Problem description:
Where a line below holds the string "strings", copy that line.

Source information:
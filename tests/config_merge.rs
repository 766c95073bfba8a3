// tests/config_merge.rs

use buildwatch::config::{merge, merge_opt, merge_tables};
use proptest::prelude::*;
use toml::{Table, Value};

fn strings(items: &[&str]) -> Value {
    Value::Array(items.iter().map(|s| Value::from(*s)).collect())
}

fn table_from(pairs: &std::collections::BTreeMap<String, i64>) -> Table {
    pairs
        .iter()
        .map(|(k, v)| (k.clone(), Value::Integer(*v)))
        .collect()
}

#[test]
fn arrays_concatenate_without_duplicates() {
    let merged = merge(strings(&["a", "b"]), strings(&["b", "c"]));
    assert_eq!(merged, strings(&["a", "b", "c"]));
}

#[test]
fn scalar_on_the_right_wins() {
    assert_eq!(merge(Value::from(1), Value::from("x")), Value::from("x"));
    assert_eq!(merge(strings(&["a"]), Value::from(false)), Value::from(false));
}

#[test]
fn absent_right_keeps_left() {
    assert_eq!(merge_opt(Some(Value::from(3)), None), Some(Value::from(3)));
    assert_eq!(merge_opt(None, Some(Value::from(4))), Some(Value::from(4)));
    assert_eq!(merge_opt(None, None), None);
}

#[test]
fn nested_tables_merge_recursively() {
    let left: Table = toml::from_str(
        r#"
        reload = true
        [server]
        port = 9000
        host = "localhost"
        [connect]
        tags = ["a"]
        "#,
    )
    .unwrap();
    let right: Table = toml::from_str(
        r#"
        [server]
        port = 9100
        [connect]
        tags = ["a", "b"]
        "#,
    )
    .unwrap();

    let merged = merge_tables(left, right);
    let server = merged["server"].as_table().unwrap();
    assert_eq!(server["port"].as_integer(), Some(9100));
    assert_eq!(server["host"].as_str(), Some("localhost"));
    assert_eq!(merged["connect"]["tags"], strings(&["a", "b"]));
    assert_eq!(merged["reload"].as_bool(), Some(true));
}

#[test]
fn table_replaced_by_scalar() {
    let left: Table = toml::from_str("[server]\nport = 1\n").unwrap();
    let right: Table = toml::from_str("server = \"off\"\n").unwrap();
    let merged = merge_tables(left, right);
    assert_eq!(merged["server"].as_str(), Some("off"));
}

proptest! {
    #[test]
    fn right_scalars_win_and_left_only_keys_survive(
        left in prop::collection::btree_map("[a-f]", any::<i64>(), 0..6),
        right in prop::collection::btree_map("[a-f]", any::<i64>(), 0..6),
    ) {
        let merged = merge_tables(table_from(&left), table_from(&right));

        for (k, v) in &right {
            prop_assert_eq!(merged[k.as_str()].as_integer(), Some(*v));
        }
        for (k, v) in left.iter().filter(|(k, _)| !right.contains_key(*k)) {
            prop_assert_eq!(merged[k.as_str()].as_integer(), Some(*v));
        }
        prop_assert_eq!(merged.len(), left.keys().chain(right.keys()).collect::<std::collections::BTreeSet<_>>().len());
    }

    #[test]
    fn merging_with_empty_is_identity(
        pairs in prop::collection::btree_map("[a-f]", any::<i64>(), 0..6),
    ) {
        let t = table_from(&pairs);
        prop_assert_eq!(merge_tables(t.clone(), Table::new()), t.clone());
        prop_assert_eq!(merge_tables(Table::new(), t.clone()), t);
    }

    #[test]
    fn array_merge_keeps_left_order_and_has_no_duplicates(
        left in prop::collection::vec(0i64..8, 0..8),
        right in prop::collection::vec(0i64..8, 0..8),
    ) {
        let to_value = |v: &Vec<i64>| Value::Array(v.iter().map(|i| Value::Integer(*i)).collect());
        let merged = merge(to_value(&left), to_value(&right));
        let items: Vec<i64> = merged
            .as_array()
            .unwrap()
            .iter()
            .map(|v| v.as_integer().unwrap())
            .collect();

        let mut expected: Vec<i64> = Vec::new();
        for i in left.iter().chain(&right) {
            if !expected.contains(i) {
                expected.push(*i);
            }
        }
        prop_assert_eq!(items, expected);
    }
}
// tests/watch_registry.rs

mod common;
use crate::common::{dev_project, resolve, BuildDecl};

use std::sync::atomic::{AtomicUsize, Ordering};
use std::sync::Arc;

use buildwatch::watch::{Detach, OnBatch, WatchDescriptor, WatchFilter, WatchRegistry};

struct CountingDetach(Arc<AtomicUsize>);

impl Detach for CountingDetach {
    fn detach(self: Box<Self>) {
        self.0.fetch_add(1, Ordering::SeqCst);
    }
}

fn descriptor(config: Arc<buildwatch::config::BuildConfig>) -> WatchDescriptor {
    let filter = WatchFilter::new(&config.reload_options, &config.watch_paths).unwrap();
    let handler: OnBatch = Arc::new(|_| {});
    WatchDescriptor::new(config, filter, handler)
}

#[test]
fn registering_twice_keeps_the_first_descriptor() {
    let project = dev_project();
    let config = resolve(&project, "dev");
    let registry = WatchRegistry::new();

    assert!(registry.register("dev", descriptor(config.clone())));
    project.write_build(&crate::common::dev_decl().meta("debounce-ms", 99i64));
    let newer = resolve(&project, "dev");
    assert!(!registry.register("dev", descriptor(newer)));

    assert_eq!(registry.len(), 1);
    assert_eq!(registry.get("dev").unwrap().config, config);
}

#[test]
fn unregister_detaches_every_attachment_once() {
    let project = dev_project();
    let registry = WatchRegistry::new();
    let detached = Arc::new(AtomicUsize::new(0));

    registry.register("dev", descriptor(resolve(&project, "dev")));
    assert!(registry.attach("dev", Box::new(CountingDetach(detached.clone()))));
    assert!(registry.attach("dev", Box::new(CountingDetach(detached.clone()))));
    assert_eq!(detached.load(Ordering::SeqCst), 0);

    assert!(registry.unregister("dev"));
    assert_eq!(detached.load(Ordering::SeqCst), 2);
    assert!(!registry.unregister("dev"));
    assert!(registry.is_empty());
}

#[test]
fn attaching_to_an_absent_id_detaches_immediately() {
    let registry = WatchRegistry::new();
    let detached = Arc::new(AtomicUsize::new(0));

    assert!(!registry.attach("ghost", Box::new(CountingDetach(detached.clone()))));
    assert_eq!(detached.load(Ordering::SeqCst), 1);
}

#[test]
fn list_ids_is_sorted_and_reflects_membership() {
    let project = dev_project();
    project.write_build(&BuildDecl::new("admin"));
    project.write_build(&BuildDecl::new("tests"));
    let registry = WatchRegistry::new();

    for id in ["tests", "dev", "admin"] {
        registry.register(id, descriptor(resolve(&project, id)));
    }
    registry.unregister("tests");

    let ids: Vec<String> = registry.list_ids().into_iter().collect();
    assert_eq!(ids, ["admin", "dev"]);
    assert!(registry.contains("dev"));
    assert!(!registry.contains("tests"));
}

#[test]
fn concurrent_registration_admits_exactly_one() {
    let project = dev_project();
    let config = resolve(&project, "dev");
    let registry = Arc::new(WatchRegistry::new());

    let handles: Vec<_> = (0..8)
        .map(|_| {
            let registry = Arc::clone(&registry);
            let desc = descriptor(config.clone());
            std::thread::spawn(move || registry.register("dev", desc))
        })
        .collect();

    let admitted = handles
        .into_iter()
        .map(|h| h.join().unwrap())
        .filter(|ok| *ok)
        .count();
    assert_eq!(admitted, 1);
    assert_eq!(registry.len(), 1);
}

Task output:
fn strings(items: &[&str]) -> Value {
    let merged = merge(strings(&["a", "b"]), strings(&["b", "c"]));
    assert_eq!(merged, strings(&["a", "b", "c"]));
    assert_eq!(merge(strings(&["a"]), Value::from(false)), Value::from(false));
    assert_eq!(merged["connect"]["tags"], strings(&["a", "b"]));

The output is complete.